[Extracted records]
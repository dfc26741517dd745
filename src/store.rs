// LFProc - Low-frequency windowed processing for sensor archives
// Copyright (c) 2025 David Martin Venti
//
// Dual-licensed under AGPL-3.0 and Commercial License.
// See LICENSE file for details.

//! Catalog-driven access to source data
//!
//! [`SegmentStore`] answers "give me everything between `a` and `b`" by asking
//! the catalog which files overlap and loading each one through the cache.

use crate::cache::{CacheStats, SegmentCache};
use crate::catalog::TimeCatalog;
use crate::error::Result;
use crate::reader::SegmentReader;
use crate::series::TimeSeries;
use crate::time::Timestamp;

/// Catalog plus segment cache
#[derive(Debug)]
pub struct SegmentStore {
    catalog: TimeCatalog,
    cache: SegmentCache,
}

impl SegmentStore {
    pub fn new(catalog: TimeCatalog, reader: Box<dyn SegmentReader>) -> Self {
        Self {
            catalog,
            cache: SegmentCache::new(reader),
        }
    }

    pub fn catalog(&self) -> &TimeCatalog {
        &self.catalog
    }

    pub fn cache(&self) -> &SegmentCache {
        &self.cache
    }

    pub fn cache_stats(&self) -> CacheStats {
        self.cache.stats()
    }

    /// Cache budget in gigabytes
    pub fn set_cache_limit_gb(&mut self, gb: f64) {
        self.cache.set_limit_gb(gb);
    }

    pub fn set_cache_limit_bytes(&mut self, bytes: usize) {
        self.cache.set_limit_bytes(bytes);
    }

    /// One piece per overlapping source file, restricted to `[start, end]`.
    ///
    /// Pieces come back in catalog order. Files whose samples all fall outside
    /// the range are skipped.
    pub fn fetch(&mut self, start: Timestamp, end: Timestamp) -> Result<Vec<TimeSeries>> {
        let refs: Vec<String> = self
            .catalog
            .overlapping(start, end)
            .into_iter()
            .map(|e| e.source_ref.clone())
            .collect();
        log::debug!("fetch {start} .. {end}: {} source file(s)", refs.len());

        let partial = self.cache.supports_partial_reading();
        let mut pieces = Vec::with_capacity(refs.len());
        for source_ref in &refs {
            let piece = if partial {
                self.cache.read_range(source_ref, start, end)?
            } else {
                self.cache
                    .load(source_ref)?
                    .select_time(Some(start), Some(end))
            };
            match piece {
                Some(series) => pieces.push(series),
                None => log::warn!("{source_ref} has no samples in {start} .. {end}, skipped"),
            }
        }
        Ok(pieces)
    }
}

#[cfg(test)]
mod tests {
    use super::*;
    use crate::catalog::CatalogEntry;
    use crate::reader::{FnReader, RangeFnReader};
    use crate::time::MICROS_PER_SEC;
    use std::cell::Cell;
    use std::rc::Rc;

    /// Ten 10 s files, sample every second; file `fN` starts at N*10 s
    fn catalog() -> TimeCatalog {
        TimeCatalog::new(
            (0..10)
                .map(|i| {
                    CatalogEntry::new(
                        format!("f{i}"),
                        Timestamp::from_secs(i * 10),
                        Timestamp::from_secs(i * 10 + 9),
                    )
                })
                .collect(),
        )
        .unwrap()
    }

    fn file(source_ref: &str) -> TimeSeries {
        let idx: i64 = source_ref[1..].parse().unwrap();
        let data = (0..10).map(|i| (idx * 10 + i) as f32).collect();
        TimeSeries::from_regular(Timestamp::from_secs(idx * 10), MICROS_PER_SEC, 1, data).unwrap()
    }

    #[test]
    fn test_fetch_selects_inclusive_range() {
        let reader = FnReader::new(|r: &str| Ok(file(r)));
        let mut store = SegmentStore::new(catalog(), Box::new(reader));
        let pieces = store
            .fetch(Timestamp::from_secs(15), Timestamp::from_secs(32))
            .unwrap();
        assert_eq!(pieces.len(), 3);
        assert_eq!(pieces[0].time_min(), Timestamp::from_secs(15));
        assert_eq!(pieces[2].time_max(), Timestamp::from_secs(32));
        let total: usize = pieces.iter().map(|p| p.n_samples()).sum();
        assert_eq!(total, 18);
    }

    #[test]
    fn test_fetch_reuses_cache() {
        let reads = Rc::new(Cell::new(0));
        let counter = reads.clone();
        let reader = FnReader::new(move |r: &str| {
            counter.set(counter.get() + 1);
            Ok(file(r))
        });
        let mut store = SegmentStore::new(catalog(), Box::new(reader));
        store
            .fetch(Timestamp::from_secs(0), Timestamp::from_secs(15))
            .unwrap();
        store
            .fetch(Timestamp::from_secs(12), Timestamp::from_secs(25))
            .unwrap();
        assert_eq!(reads.get(), 3);
        assert_eq!(store.cache_stats().hits, 1);
    }

    #[test]
    fn test_fetch_skips_files_without_samples() {
        // Query between the last sample of f1 (19 s) and the first of f2 (20 s)
        let reader = FnReader::new(|r: &str| Ok(file(r)));
        let mut store = SegmentStore::new(catalog(), Box::new(reader));
        let pieces = store
            .fetch(Timestamp::from_micros(19_200_000), Timestamp::from_micros(19_800_000))
            .unwrap();
        assert!(pieces.is_empty());
    }

    #[test]
    fn test_partial_reader_bypasses_cache() {
        let reader = RangeFnReader::new(|r: &str, span: Option<(Timestamp, Timestamp)>| {
            let full = file(r);
            Ok(match span {
                Some((a, b)) => full.select_time(Some(a), Some(b)),
                None => Some(full),
            })
        });
        let mut store = SegmentStore::new(catalog(), Box::new(reader));
        let pieces = store
            .fetch(Timestamp::from_secs(5), Timestamp::from_secs(12))
            .unwrap();
        assert_eq!(pieces.len(), 2);
        assert!(store.cache().is_empty());
    }

    #[test]
    fn test_fetch_reader_error() {
        let reader = FnReader::new(|r: &str| {
            if r == "f3" {
                Err("disk on fire".into())
            } else {
                Ok(file(r))
            }
        });
        let mut store = SegmentStore::new(catalog(), Box::new(reader));
        let err = store
            .fetch(Timestamp::from_secs(25), Timestamp::from_secs(35))
            .unwrap_err();
        assert!(err.to_string().contains("f3"));
    }
}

▸ **WHAT IS BEING ASKED**
Write out a verbatim copy of the data, beginning with its first line and ending with the line that contains "use crate::series::TimeSeries;".

▸ **ANSWER BOX**
repository dfc26741517dd745
filename src/store.rs
// LFProc - Low-frequency windowed processing for sensor archives
// Copyright (c) 2025 David Martin Venti
//
// Dual-licensed under AGPL-3.0 and Commercial License.
// See LICENSE file for details.

//! Catalog-driven access to source data
//!
//! [`SegmentStore`] answers "give me everything between `a` and `b`" by asking
//! the catalog which files overlap and loading each one through the cache.

use crate::cache::{CacheStats, SegmentCache};
use crate::catalog::TimeCatalog;
use crate::error::Result;
use crate::reader::SegmentReader;
use crate::series::TimeSeries;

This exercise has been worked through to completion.